Вот почему Египет не встал на защиту столь ненавистной ему царицы-гречанки. Из Мемфиса я вернулся в Александрию и, успокоив Клеопатру, сообщением, что Верхний Египет обещал ей поддержку, продолжал свои тайные козни. Жителей Александрии было очень легко в них вовлечь, недаром же народ наш сложил пословицу: «Ослу бы надо избавиться от хозяина, а он лишь хочет сбросить свою ношу». Да, слишком жестоко их угнетала Клеопатра, и потому они ждали римлян, как избавителей.

А время между тем летело, и с каждым днем у Клеопатры оставалось все меньше и меньше друзей, ибо в беде наши друзья улетают, как ласточки перед сезоном дождей.

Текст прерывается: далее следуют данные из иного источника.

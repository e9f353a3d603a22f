use std::collections::HashMap;

use crate::config::DEFAULT_MAX_KEYWORDS;
use crate::error::{Error, Result};

/// Term weighting over a single normalized document.
///
/// With one document every term has document frequency 1, so the smoothed
/// inverse document frequency is the same constant for all terms and the
/// ranking is plain term frequency.
pub struct KeywordExtractor {
    max_keywords: usize,
}

impl KeywordExtractor {
    pub fn new(max_keywords: usize) -> Self {
        Self { max_keywords }
    }

    /// Up to `max_keywords` terms, highest weight first, ties alphabetical.
    /// Empty when the text has no extractable terms.
    pub fn extract(&self, normalized: &str) -> Vec<String> {
        match self.weighted_terms(normalized) {
            Ok(terms) => terms.into_iter().map(|(term, _)| term).collect(),
            Err(e) if e.is_recoverable() => {
                tracing::debug!("Keyword extraction produced nothing: {}", e);
                Vec::new()
            }
            Err(e) => {
                tracing::warn!("Keyword extraction failed: {}", e);
                Vec::new()
            }
        }
    }

    pub fn weighted_terms(&self, normalized: &str) -> Result<Vec<(String, f64)>> {
        let mut counts: HashMap<&str, usize> = HashMap::new();
        for term in tokens(normalized) {
            *counts.entry(term).or_insert(0) += 1;
        }

        if counts.is_empty() {
            return Err(Error::DegenerateInput(
                "empty vocabulary after normalization".to_string(),
            ));
        }

        let documents: f64 = 1.0;
        let document_frequency: f64 = 1.0;
        let idf = ((1.0 + documents) / (1.0 + document_frequency)).ln() + 1.0;

        let mut ranked: Vec<(&str, usize)> = counts.into_iter().collect();
        ranked.sort_by(|a, b| b.1.cmp(&a.1).then_with(|| a.0.cmp(b.0)));
        ranked.truncate(self.max_keywords);

        let weights: Vec<f64> = ranked.iter().map(|(_, tf)| *tf as f64 * idf).collect();
        let norm = weights.iter().map(|w| w * w).sum::<f64>().sqrt();

        Ok(ranked
            .into_iter()
            .zip(weights)
            .map(|((term, _), weight)| (term.to_string(), weight / norm))
            .collect())
    }
}

impl Default for KeywordExtractor {
    fn default() -> Self {
        Self::new(DEFAULT_MAX_KEYWORDS)
    }
}

/// Runs of two or more word characters.
fn tokens(text: &str) -> impl Iterator<Item = &str> {
    text.split(|c: char| !(c.is_alphanumeric() || c == '_'))
        .filter(|t| t.chars().count() >= 2)
}

#[cfg(test)]
mod tests {
    use super::*;

    #[test]
    fn test_ranks_by_term_frequency() {
        let extractor = KeywordExtractor::new(3);
        let keywords = extractor.extract("market market market team team customer growth");
        assert_eq!(keywords, vec!["market", "team", "customer"]);
    }

    #[test]
    fn test_weights_are_l2_normalized() {
        let extractor = KeywordExtractor::default();
        let terms = extractor.weighted_terms("alpha alpha beta").unwrap();
        let norm: f64 = terms.iter().map(|(_, w)| w * w).sum::<f64>().sqrt();
        assert!((norm - 1.0).abs() < 1e-9);
        assert!(terms[0].1 > terms[1].1);
    }

    #[test]
    fn test_limits_to_max_keywords() {
        let text = (0..40).map(|i| format!("term{i}")).collect::<Vec<_>>().join(" ");
        assert_eq!(KeywordExtractor::default().extract(&text).len(), 15);
    }

    #[test]
    fn test_degenerate_text_yields_empty() {
        let extractor = KeywordExtractor::default();
        assert!(extractor.extract("").is_empty());
        assert!(extractor.extract("a b c").is_empty());
        assert!(matches!(
            extractor.weighted_terms(""),
            Err(Error::DegenerateInput(_))
        ));
    }

    #[test]
    fn test_is_deterministic() {
        let extractor = KeywordExtractor::default();
        let text = "zeta alpha mu beta gamma delta zeta alpha";
        assert_eq!(extractor.extract(text), extractor.extract(text));
        assert_eq!(extractor.extract(text)[..2], ["alpha", "zeta"]);
    }
}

Но Клеопатра хранила верность Антонию, которого по-прежнему любила, хотя как мне стало известно, цезарь через своего вольноотпущенника Тирея обещал ей, что оставит ей и ее детям прежние владения, если она убьет Антония или выдаст его живым. Но против этого бунтовало ее женское сердце, – ибо сердца она еще не лишилась, – к тому же мы с Хармианой всячески поддерживали этот бунт, нам во что бы то ни стало нужно было удержать его при ней, ведь если Антоний бежит или его убьют, Клеопатра еще может пережить надвигающуюся бурю и остаться царицей Египта. И душа моя скорбела, ибо хоть Антоний сейчас и растерялся, в нем еще оставалось довольно мужества, он был истинно великий человек; к тому же в его судьбе, как в зеркале, я видел отражение собственной гибели. Разве не роднило нас с ним общее несчастье? Разве не та же самая женщина украла у нас царство, друзей, честь? Но в политических делах нет места жалости, она не должна совлечь меня с пути мести, по которому меня направили высшие силы. Цезарь приближался; Пелузий пал; еще немного – и наступит развязка. Весть о падении Пелузия принесла царице и Антонию Хармиана, когда они почивали в самое знойное время дня в покое, где был фонтан; я пришел туда вместе с ней.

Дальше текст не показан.